Assignment:
From start to end of the material below, restate each line exactly.
---------- Listed entries
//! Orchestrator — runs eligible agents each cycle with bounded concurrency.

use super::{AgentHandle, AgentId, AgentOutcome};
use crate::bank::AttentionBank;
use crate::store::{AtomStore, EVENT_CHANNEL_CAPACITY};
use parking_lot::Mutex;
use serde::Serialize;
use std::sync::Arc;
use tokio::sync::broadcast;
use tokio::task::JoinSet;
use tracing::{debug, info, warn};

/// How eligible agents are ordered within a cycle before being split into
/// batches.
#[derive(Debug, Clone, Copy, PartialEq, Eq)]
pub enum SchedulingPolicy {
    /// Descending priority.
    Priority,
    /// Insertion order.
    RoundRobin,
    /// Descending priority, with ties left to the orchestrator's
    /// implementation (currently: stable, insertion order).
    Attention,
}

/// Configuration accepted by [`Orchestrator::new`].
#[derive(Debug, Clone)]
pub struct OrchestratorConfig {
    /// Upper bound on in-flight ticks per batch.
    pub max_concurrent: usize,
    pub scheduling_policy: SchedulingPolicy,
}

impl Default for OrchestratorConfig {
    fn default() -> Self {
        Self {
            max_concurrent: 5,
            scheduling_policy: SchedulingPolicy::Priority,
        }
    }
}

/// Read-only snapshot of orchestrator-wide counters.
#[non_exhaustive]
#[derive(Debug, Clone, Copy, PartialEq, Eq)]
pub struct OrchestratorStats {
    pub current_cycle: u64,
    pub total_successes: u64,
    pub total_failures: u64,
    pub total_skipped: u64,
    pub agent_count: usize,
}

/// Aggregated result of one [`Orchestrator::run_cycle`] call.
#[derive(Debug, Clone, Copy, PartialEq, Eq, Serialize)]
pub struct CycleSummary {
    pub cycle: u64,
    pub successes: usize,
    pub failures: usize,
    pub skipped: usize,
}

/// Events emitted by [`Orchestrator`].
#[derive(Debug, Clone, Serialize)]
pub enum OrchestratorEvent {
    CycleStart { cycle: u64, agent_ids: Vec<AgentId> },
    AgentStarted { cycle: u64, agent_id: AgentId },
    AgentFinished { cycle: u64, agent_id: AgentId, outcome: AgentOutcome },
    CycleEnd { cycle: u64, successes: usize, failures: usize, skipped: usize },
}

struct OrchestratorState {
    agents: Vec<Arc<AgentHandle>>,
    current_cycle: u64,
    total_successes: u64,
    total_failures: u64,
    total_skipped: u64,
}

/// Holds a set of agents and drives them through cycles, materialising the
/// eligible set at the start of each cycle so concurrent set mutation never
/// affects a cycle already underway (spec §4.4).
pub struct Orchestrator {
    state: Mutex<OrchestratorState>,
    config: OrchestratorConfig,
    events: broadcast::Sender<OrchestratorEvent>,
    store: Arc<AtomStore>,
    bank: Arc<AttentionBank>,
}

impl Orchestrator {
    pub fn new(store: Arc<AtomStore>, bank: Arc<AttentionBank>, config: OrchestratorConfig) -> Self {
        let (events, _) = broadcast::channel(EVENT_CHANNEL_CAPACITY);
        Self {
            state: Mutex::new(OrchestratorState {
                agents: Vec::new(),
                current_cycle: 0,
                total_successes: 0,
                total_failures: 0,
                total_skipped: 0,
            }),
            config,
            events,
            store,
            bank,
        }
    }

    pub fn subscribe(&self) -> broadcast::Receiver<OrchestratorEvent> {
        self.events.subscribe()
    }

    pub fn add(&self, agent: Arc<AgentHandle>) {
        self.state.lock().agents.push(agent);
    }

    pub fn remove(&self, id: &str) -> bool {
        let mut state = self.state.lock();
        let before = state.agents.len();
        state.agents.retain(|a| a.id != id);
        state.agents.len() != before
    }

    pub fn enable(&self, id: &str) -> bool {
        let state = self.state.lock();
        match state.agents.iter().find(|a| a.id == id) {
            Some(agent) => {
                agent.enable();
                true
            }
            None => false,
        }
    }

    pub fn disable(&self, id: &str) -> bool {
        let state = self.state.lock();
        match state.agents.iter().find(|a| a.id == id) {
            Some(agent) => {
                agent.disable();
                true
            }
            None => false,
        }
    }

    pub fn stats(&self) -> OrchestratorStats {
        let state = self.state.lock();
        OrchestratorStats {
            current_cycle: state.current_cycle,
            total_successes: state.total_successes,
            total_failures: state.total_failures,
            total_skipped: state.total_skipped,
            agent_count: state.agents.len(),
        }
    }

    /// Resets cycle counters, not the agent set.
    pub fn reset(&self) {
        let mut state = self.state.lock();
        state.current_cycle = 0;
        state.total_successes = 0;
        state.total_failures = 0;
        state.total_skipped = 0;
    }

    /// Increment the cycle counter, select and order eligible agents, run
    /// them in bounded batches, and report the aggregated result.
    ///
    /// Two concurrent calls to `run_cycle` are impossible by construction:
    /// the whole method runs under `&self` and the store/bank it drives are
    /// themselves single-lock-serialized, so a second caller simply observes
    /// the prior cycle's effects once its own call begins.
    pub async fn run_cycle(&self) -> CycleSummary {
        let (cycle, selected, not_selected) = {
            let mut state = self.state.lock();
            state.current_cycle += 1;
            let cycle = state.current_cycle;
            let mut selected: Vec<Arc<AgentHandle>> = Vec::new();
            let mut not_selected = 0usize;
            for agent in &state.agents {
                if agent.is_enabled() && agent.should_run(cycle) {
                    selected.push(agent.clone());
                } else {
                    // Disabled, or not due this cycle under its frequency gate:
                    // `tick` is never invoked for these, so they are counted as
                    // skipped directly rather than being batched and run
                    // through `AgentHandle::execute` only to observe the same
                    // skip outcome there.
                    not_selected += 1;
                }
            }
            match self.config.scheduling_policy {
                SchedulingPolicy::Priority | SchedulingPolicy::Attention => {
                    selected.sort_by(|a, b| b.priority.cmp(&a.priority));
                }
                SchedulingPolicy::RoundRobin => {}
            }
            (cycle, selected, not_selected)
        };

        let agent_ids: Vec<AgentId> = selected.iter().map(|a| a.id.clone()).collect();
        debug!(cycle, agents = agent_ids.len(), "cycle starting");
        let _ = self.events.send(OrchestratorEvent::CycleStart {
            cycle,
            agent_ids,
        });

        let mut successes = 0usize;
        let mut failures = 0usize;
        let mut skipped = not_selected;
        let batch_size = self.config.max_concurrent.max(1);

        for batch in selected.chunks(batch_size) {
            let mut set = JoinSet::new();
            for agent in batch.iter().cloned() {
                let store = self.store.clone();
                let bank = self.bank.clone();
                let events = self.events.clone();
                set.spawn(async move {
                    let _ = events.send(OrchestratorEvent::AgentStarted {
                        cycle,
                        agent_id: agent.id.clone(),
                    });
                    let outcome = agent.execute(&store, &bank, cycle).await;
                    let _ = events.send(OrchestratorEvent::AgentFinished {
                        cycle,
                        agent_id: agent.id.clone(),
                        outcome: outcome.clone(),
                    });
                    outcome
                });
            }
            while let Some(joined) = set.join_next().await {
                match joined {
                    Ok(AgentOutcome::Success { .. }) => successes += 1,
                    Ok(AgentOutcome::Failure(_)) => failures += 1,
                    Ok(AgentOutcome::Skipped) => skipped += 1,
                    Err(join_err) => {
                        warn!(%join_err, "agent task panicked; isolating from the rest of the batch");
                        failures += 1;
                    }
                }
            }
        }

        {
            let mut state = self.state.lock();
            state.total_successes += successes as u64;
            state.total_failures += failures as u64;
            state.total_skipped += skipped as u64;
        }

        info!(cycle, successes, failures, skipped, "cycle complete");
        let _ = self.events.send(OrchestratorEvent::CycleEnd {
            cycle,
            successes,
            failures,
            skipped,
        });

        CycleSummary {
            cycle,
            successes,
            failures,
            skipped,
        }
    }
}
--------------------
Task response:
//! Orchestrator — runs eligible agents each cycle with bounded concurrency.

use super::{AgentHandle, AgentId, AgentOutcome};
use crate::bank::AttentionBank;
use crate::store::{AtomStore, EVENT_CHANNEL_CAPACITY};
use parking_lot::Mutex;
use serde::Serialize;
use std::sync::Arc;
use tokio::sync::broadcast;
use tokio::task::JoinSet;
use tracing::{debug, info, warn};

/// How eligible agents are ordered within a cycle before being split into
/// batches.
#[derive(Debug, Clone, Copy, PartialEq, Eq)]
pub enum SchedulingPolicy {
    /// Descending priority.
    Priority,
    /// Insertion order.
    RoundRobin,
    /// Descending priority, with ties left to the orchestrator's
    /// implementation (currently: stable, insertion order).
    Attention,
}

/// Configuration accepted by [`Orchestrator::new`].
#[derive(Debug, Clone)]
pub struct OrchestratorConfig {
    /// Upper bound on in-flight ticks per batch.
    pub max_concurrent: usize,
    pub scheduling_policy: SchedulingPolicy,
}

impl Default for OrchestratorConfig {
    fn default() -> Self {
        Self {
            max_concurrent: 5,
            scheduling_policy: SchedulingPolicy::Priority,
        }
    }
}

/// Read-only snapshot of orchestrator-wide counters.
#[non_exhaustive]
#[derive(Debug, Clone, Copy, PartialEq, Eq)]
pub struct OrchestratorStats {
    pub current_cycle: u64,
    pub total_successes: u64,
    pub total_failures: u64,
    pub total_skipped: u64,
    pub agent_count: usize,
}

/// Aggregated result of one [`Orchestrator::run_cycle`] call.
#[derive(Debug, Clone, Copy, PartialEq, Eq, Serialize)]
pub struct CycleSummary {
    pub cycle: u64,
    pub successes: usize,
    pub failures: usize,
    pub skipped: usize,
}

/// Events emitted by [`Orchestrator`].
#[derive(Debug, Clone, Serialize)]
pub enum OrchestratorEvent {
    CycleStart { cycle: u64, agent_ids: Vec<AgentId> },
    AgentStarted { cycle: u64, agent_id: AgentId },
    AgentFinished { cycle: u64, agent_id: AgentId, outcome: AgentOutcome },
    CycleEnd { cycle: u64, successes: usize, failures: usize, skipped: usize },
}

struct OrchestratorState {
    agents: Vec<Arc<AgentHandle>>,
    current_cycle: u64,
    total_successes: u64,
    total_failures: u64,
    total_skipped: u64,
}

/// Holds a set of agents and drives them through cycles, materialising the
/// eligible set at the start of each cycle so concurrent set mutation never
/// affects a cycle already underway (spec §4.4).
pub struct Orchestrator {
    state: Mutex<OrchestratorState>,
    config: OrchestratorConfig,
    events: broadcast::Sender<OrchestratorEvent>,
    store: Arc<AtomStore>,
    bank: Arc<AttentionBank>,
}

impl Orchestrator {
    pub fn new(store: Arc<AtomStore>, bank: Arc<AttentionBank>, config: OrchestratorConfig) -> Self {
        let (events, _) = broadcast::channel(EVENT_CHANNEL_CAPACITY);
        Self {
            state: Mutex::new(OrchestratorState {
                agents: Vec::new(),
                current_cycle: 0,
                total_successes: 0,
                total_failures: 0,
                total_skipped: 0,
            }),
            config,
            events,
            store,
            bank,
        }
    }

    pub fn subscribe(&self) -> broadcast::Receiver<OrchestratorEvent> {
        self.events.subscribe()
    }

    pub fn add(&self, agent: Arc<AgentHandle>) {
        self.state.lock().agents.push(agent);
    }

    pub fn remove(&self, id: &str) -> bool {
        let mut state = self.state.lock();
        let before = state.agents.len();
        state.agents.retain(|a| a.id != id);
        state.agents.len() != before
    }

    pub fn enable(&self, id: &str) -> bool {
        let state = self.state.lock();
        match state.agents.iter().find(|a| a.id == id) {
            Some(agent) => {
                agent.enable();
                true
            }
            None => false,
        }
    }

    pub fn disable(&self, id: &str) -> bool {
        let state = self.state.lock();
        match state.agents.iter().find(|a| a.id == id) {
            Some(agent) => {
                agent.disable();
                true
            }
            None => false,
        }
    }

    pub fn stats(&self) -> OrchestratorStats {
        let state = self.state.lock();
        OrchestratorStats {
            current_cycle: state.current_cycle,
            total_successes: state.total_successes,
            total_failures: state.total_failures,
            total_skipped: state.total_skipped,
            agent_count: state.agents.len(),
        }
    }

    /// Resets cycle counters, not the agent set.
    pub fn reset(&self) {
        let mut state = self.state.lock();
        state.current_cycle = 0;
        state.total_successes = 0;
        state.total_failures = 0;
        state.total_skipped = 0;
    }

    /// Increment the cycle counter, select and order eligible agents, run
    /// them in bounded batches, and report the aggregated result.
    ///
    /// Two concurrent calls to `run_cycle` are impossible by construction:
    /// the whole method runs under `&self` and the store/bank it drives are
    /// themselves single-lock-serialized, so a second caller simply observes
    /// the prior cycle's effects once its own call begins.
    pub async fn run_cycle(&self) -> CycleSummary {
        let (cycle, selected, not_selected) = {
            let mut state = self.state.lock();
            state.current_cycle += 1;
            let cycle = state.current_cycle;
            let mut selected: Vec<Arc<AgentHandle>> = Vec::new();
            let mut not_selected = 0usize;
            for agent in &state.agents {
                if agent.is_enabled() && agent.should_run(cycle) {
                    selected.push(agent.clone());
                } else {
                    // Disabled, or not due this cycle under its frequency gate:
                    // `tick` is never invoked for these, so they are counted as
                    // skipped directly rather than being batched and run
                    // through `AgentHandle::execute` only to observe the same
                    // skip outcome there.
                    not_selected += 1;
                }
            }
            match self.config.scheduling_policy {
                SchedulingPolicy::Priority | SchedulingPolicy::Attention => {
                    selected.sort_by(|a, b| b.priority.cmp(&a.priority));
                }
                SchedulingPolicy::RoundRobin => {}
            }
            (cycle, selected, not_selected)
        };

        let agent_ids: Vec<AgentId> = selected.iter().map(|a| a.id.clone()).collect();
        debug!(cycle, agents = agent_ids.len(), "cycle starting");
        let _ = self.events.send(OrchestratorEvent::CycleStart {
            cycle,
            agent_ids,
        });

        let mut successes = 0usize;
        let mut failures = 0usize;
        let mut skipped = not_selected;
        let batch_size = self.config.max_concurrent.max(1);

        for batch in selected.chunks(batch_size) {
            let mut set = JoinSet::new();
            for agent in batch.iter().cloned() {
                let store = self.store.clone();
                let bank = self.bank.clone();
                let events = self.events.clone();
                set.spawn(async move {
                    let _ = events.send(OrchestratorEvent::AgentStarted {
                        cycle,
                        agent_id: agent.id.clone(),
                    });
                    let outcome = agent.execute(&store, &bank, cycle).await;
                    let _ = events.send(OrchestratorEvent::AgentFinished {
                        cycle,
                        agent_id: agent.id.clone(),
                        outcome: outcome.clone(),
                    });
                    outcome
                });
            }
            while let Some(joined) = set.join_next().await {
                match joined {
                    Ok(AgentOutcome::Success { .. }) => successes += 1,
                    Ok(AgentOutcome::Failure(_)) => failures += 1,
                    Ok(AgentOutcome::Skipped) => skipped += 1,
                    Err(join_err) => {
                        warn!(%join_err, "agent task panicked; isolating from the rest of the batch");
                        failures += 1;
                    }
                }
            }
        }

        {
            let mut state = self.state.lock();
            state.total_successes += successes as u64;
            state.total_failures += failures as u64;
            state.total_skipped += skipped as u64;
        }

        info!(cycle, successes, failures, skipped, "cycle complete");
        let _ = self.events.send(OrchestratorEvent::CycleEnd {
            cycle,
            successes,
            failures,
            skipped,
        });

        CycleSummary {
            cycle,
            successes,
            failures,
            skipped,
        }
    }
}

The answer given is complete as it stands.